As the claims now stand, it is not clear that Petitioner is invoking federal law, as distinct from state law, as the legal basis for the claims. However, it is possible that Petitioner could allege federal claims if given the opportunity file a first amended petition.
Accordingly, these claims will be dismissed with leave to file a first amended petition. If Petitioner intends to state federal law claims, Petitioner should augment his statement of the claims in the first amended petition with a reference to a specific provision of the Federal Constitution or a specific federal statute or treaty.
III. Exhaustion of State Court Remedies and Petitioner's Motions Regarding a Stay and Abeyance of the Petition
A petitioner who is in state custody and wishes to challenge collaterally a conviction by a petition for writ of habeas corpus must exhaust state judicial remedies. 28 U.S.C. § 2254(b)(1).
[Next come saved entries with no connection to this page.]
//! Retransmission command codec.
//!
//! A command is a fixed 11 byte record:
//!
//! | bytes | field |
//! |---|---|
//! | 0 | year within century |
//! | 1 | month |
//! | 2 | day |
//! | 3..6 | seconds since midnight, big-endian |
//! | 6 | [CommandType] discriminant |
//! | 7..9 | range start, big-endian |
//! | 9..11 | range end, big-endian |
use std::fmt::{self, Display};

use serde::{Deserialize, Serialize};
use tracing::debug;

use crate::analysis::{GapReport, SequenceRange};
use crate::capture::CaptureTimestamp;
use crate::framing::PacketKind;
use crate::{Error, Result};

#[derive(Debug, Clone, Copy, PartialEq, Eq, Hash, Serialize, Deserialize)]
#[repr(u8)]
pub enum CommandType {
    Housekeeping = 0,
    Image = 1,
    /// Capture fully received, no action needed.
    Complete = 2,
    /// Capture unreadable, full resend requested.
    Unreadable = 3,
}

impl CommandType {
    /// The fixed range carried by the types that do not address real sequences.
    #[must_use]
    pub fn sentinel(&self) -> Option<SequenceRange> {
        match self {
            Self::Complete => Some(SequenceRange::new(0, 0)),
            Self::Unreadable => Some(SequenceRange::new(0xffff, 0xffff)),
            _ => None,
        }
    }

    #[must_use]
    pub fn label(&self) -> &'static str {
        match self {
            Self::Housekeeping => "HK",
            Self::Image => "IM",
            Self::Complete => "OK",
            Self::Unreadable => "Error",
        }
    }
}

impl TryFrom<u8> for CommandType {
    type Error = Error;

    fn try_from(value: u8) -> Result<Self> {
        match value {
            0 => Ok(Self::Housekeeping),
            1 => Ok(Self::Image),
            2 => Ok(Self::Complete),
            3 => Ok(Self::Unreadable),
            x => Err(Error::CodecMismatch(x)),
        }
    }
}

impl TryFrom<PacketKind> for CommandType {
    type Error = Error;

    fn try_from(kind: PacketKind) -> Result<Self> {
        match kind {
            PacketKind::Image => Ok(Self::Image),
            PacketKind::Housekeeping => Ok(Self::Housekeeping),
            PacketKind::Unclassified => Err(Error::Config(
                "unclassified packets cannot be requested".to_string(),
            )),
        }
    }
}

/// Request addressing one sequence range of one capture.
#[derive(Debug, Clone, Copy, PartialEq, Eq, Serialize, Deserialize)]
pub struct RetransmissionCommand {
    pub timestamp: CaptureTimestamp,
    pub kind: CommandType,
    /// For [CommandType::Complete] and [CommandType::Unreadable] this is the type's
    /// [sentinel](CommandType::sentinel), not a real interval.
    pub range: SequenceRange,
}

impl Display for RetransmissionCommand {
    fn fmt(&self, f: &mut fmt::Formatter<'_>) -> fmt::Result {
        write!(f, "{} {}", self.timestamp, self.kind.label())?;
        if self.kind.sentinel().is_none() {
            write!(f, " {}", self.range)?;
        }
        Ok(())
    }
}

impl RetransmissionCommand {
    /// Encoded length in bytes
    pub const LEN: usize = 11;

    /// Request a range of packets of the given kind.
    ///
    /// # Errors
    /// [Error::RangeOverflow] if either end does not fit the 2-byte wire field, or
    /// [Error::Config] for unclassified packets.
    pub fn request(timestamp: CaptureTimestamp, kind: PacketKind, range: SequenceRange) -> Result<Self> {
        check_range(range)?;
        Ok(RetransmissionCommand {
            timestamp,
            kind: CommandType::try_from(kind)?,
            range,
        })
    }

    /// Acknowledge a fully received capture.
    #[must_use]
    pub fn complete(timestamp: CaptureTimestamp) -> Self {
        Self::with_sentinel(timestamp, CommandType::Complete)
    }

    /// Ask for an unreadable capture to be sent again in full.
    #[must_use]
    pub fn unreadable(timestamp: CaptureTimestamp) -> Self {
        Self::with_sentinel(timestamp, CommandType::Unreadable)
    }

    fn with_sentinel(timestamp: CaptureTimestamp, kind: CommandType) -> Self {
        RetransmissionCommand {
            timestamp,
            kind,
            range: kind.sentinel().unwrap_or_default(),
        }
    }

    /// The requested range, or `None` for the sentinel types.
    #[must_use]
    pub fn sequence_range(&self) -> Option<SequenceRange> {
        match self.kind.sentinel() {
            Some(_) => None,
            None => Some(self.range),
        }
    }

    /// Encode into the 11 byte wire record.
    ///
    /// # Errors
    /// [Error::RangeOverflow] if the range does not fit the wire format.
    pub fn encode(&self) -> Result<[u8; Self::LEN]> {
        encode(&self.timestamp, self.kind, self.range)
    }

    /// Decode an 11 byte wire record.
    ///
    /// # Errors
    /// [Error::NotEnoughData] if `dat` is shorter than [Self::LEN],
    /// [Error::CodecMismatch] for an unknown discriminant, or
    /// [Error::InvalidTimestamp] if the timestamp fields are not a valid time.
    pub fn decode(dat: &[u8]) -> Result<Self> {
        let (timestamp, kind, range) = decode(dat)?;
        Ok(RetransmissionCommand {
            timestamp,
            kind,
            range,
        })
    }
}

fn check_range(range: SequenceRange) -> Result<()> {
    for seq in [range.start, range.end] {
        if seq > u32::from(u16::MAX) {
            return Err(Error::RangeOverflow(seq));
        }
    }
    Ok(())
}

/// Encode a command record.
///
/// For the sentinel types the given range is ignored and the type's sentinel is
/// written instead.
///
/// # Errors
/// [Error::RangeOverflow] if the range does not fit the 2-byte wire fields.
///
/// # Example
/// ```
/// use downlink::analysis::SequenceRange;
/// use downlink::capture::CaptureTimestamp;
/// use downlink::command::{encode, CommandType};
///
/// let ts = CaptureTimestamp::from_filename("F20240822162559.bin").unwrap();
/// let record = encode(&ts, CommandType::Image, SequenceRange::new(16000, 16619)).unwrap();
/// assert_eq!(record, [24, 8, 22, 0x00, 0xe7, 0x17, 1, 0x3e, 0x80, 0x40, 0xeb]);
/// ```
pub fn encode(
    timestamp: &CaptureTimestamp,
    kind: CommandType,
    range: SequenceRange,
) -> Result<[u8; RetransmissionCommand::LEN]> {
    let range = kind.sentinel().unwrap_or(range);
    check_range(range)?;

    let mut buf = [0u8; RetransmissionCommand::LEN];
    buf[0] = timestamp.year;
    buf[1] = timestamp.month;
    buf[2] = timestamp.day;
    buf[3..6].copy_from_slice(&timestamp.second_of_day.to_be_bytes()[1..]);
    buf[6] = kind as u8;
    // range checked above
    buf[7..9].copy_from_slice(&(range.start as u16).to_be_bytes());
    buf[9..11].copy_from_slice(&(range.end as u16).to_be_bytes());
    Ok(buf)
}

/// Decode a command record, the exact inverse of [encode].
///
/// # Errors
/// [Error::NotEnoughData] if `dat` is shorter than [RetransmissionCommand::LEN],
/// [Error::CodecMismatch] for an unknown discriminant, or [Error::InvalidTimestamp]
/// if the timestamp fields are not a valid time.
pub fn decode(dat: &[u8]) -> Result<(CaptureTimestamp, CommandType, SequenceRange)> {
    if dat.len() < RetransmissionCommand::LEN {
        return Err(Error::NotEnoughData {
            actual: dat.len(),
            minimum: RetransmissionCommand::LEN,
        });
    }
    let kind = CommandType::try_from(dat[6])?;
    let timestamp = CaptureTimestamp::from_parts(
        dat[0],
        dat[1],
        dat[2],
        u32::from_be_bytes([0, dat[3], dat[4], dat[5]]),
    )?;
    let range = SequenceRange::new(
        u32::from(u16::from_be_bytes([dat[7], dat[8]])),
        u32::from(u16::from_be_bytes([dat[9], dat[10]])),
    );
    Ok((timestamp, kind, range))
}

/// Commands requesting everything an analysis found missing.
///
/// An unreadable capture produces a single [CommandType::Unreadable] and a complete
/// one a single [CommandType::Complete]. Otherwise there is one command per image
/// range followed by one per housekeeping range.
///
/// # Errors
/// [Error::RangeOverflow] if a range cannot be encoded.
pub fn commands_for(
    timestamp: CaptureTimestamp,
    report: Option<&GapReport>,
) -> Result<Vec<RetransmissionCommand>> {
    let Some(report) = report else {
        return Ok(vec![RetransmissionCommand::unreadable(timestamp)]);
    };
    if report.is_complete() {
        return Ok(vec![RetransmissionCommand::complete(timestamp)]);
    }

    let mut commands = Vec::default();
    for kind in [PacketKind::Image, PacketKind::Housekeeping] {
        let Some(gaps) = report.gaps(kind) else {
            continue;
        };
        for range in &gaps.ranges {
            commands.push(RetransmissionCommand::request(timestamp, kind, *range)?);
        }
    }
    debug!(capture = %timestamp, count = commands.len(), "generated requests");
    Ok(commands)
}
The exhaustion doctrine is based on comity to the state court and gives the state court the initial opportunity to correct the state's alleged constitutional deprivations. Coleman v. Thompson, 501 U.S. 722, 731 (1991); Rose v. Lundy, 455 U.S. 509, 518 (1982); Buffalo v. Sunn, 854 F.2d 1158, 1162-63 (9th Cir. 1988).
A petitioner can satisfy the exhaustion requirement by providing the highest state court with the necessary jurisdiction a full and fair opportunity to consider each claim before presenting it to the federal court, and demonstrating that no state remedy remains available. Picard v. Connor, 404 U.S. 270, 275-76 (1971); Johnson v. Zenon, 88 F.3d 828, 829 (9th Cir. 1996). A federal court will find that the highest state court was given a full and fair opportunity to hear a claim if the petitioner has presented the highest state court with the claim's factual and legal basis for the claim. Duncan v. Henry, 513 U.S. 364, 365 (1995) (legal basis); Kenney v. Tamayo-Reyes, 504 U.S. 1, 9-10 (1992), superceded by statute as stated in Williams v. Taylor, 529 U.S. 362 (2000) (factual basis).
Additionally, the petitioner must have specifically told the state court that he was raising a federal constitutional claim. Duncan, 513 U.S. at 365-66; Lyons v. Crawford, 232 F.3d 666, 669 (9th Cir. 2000), amended, 247 F.3d 904 (9th Cir. 2001); Hiivala v. Wood, 195 F.3d 1098, 1106 (9th Cir. 1999); Keating v. Hood, 133 F.3d 1240, 1241 (9th Cir. 1998). In Duncan, the United States Supreme Court reiterated the rule as follows:
In Picard v. Connor, 404 U.S. 270, 275...(1971), we said that exhaustion of state remedies requires that petitioners "fairly presen[t]" federal claims to the state courts in order to give the State the "'opportunity to pass upon and correct' alleged violations of the prisoners' federal rights" (some internal quotation marks omitted). If state courts are to be given the opportunity to correct alleged violations of prisoners' federal rights, they must surely be alerted to the fact that the prisoners are asserting claims under the United States Constitution. If a habeas petitioner wishes to claim that an evidentiary ruling at a state court trial denied him the due process of law guaranteed by the Fourteenth Amendment, he must say so, not only in federal court, but in state court.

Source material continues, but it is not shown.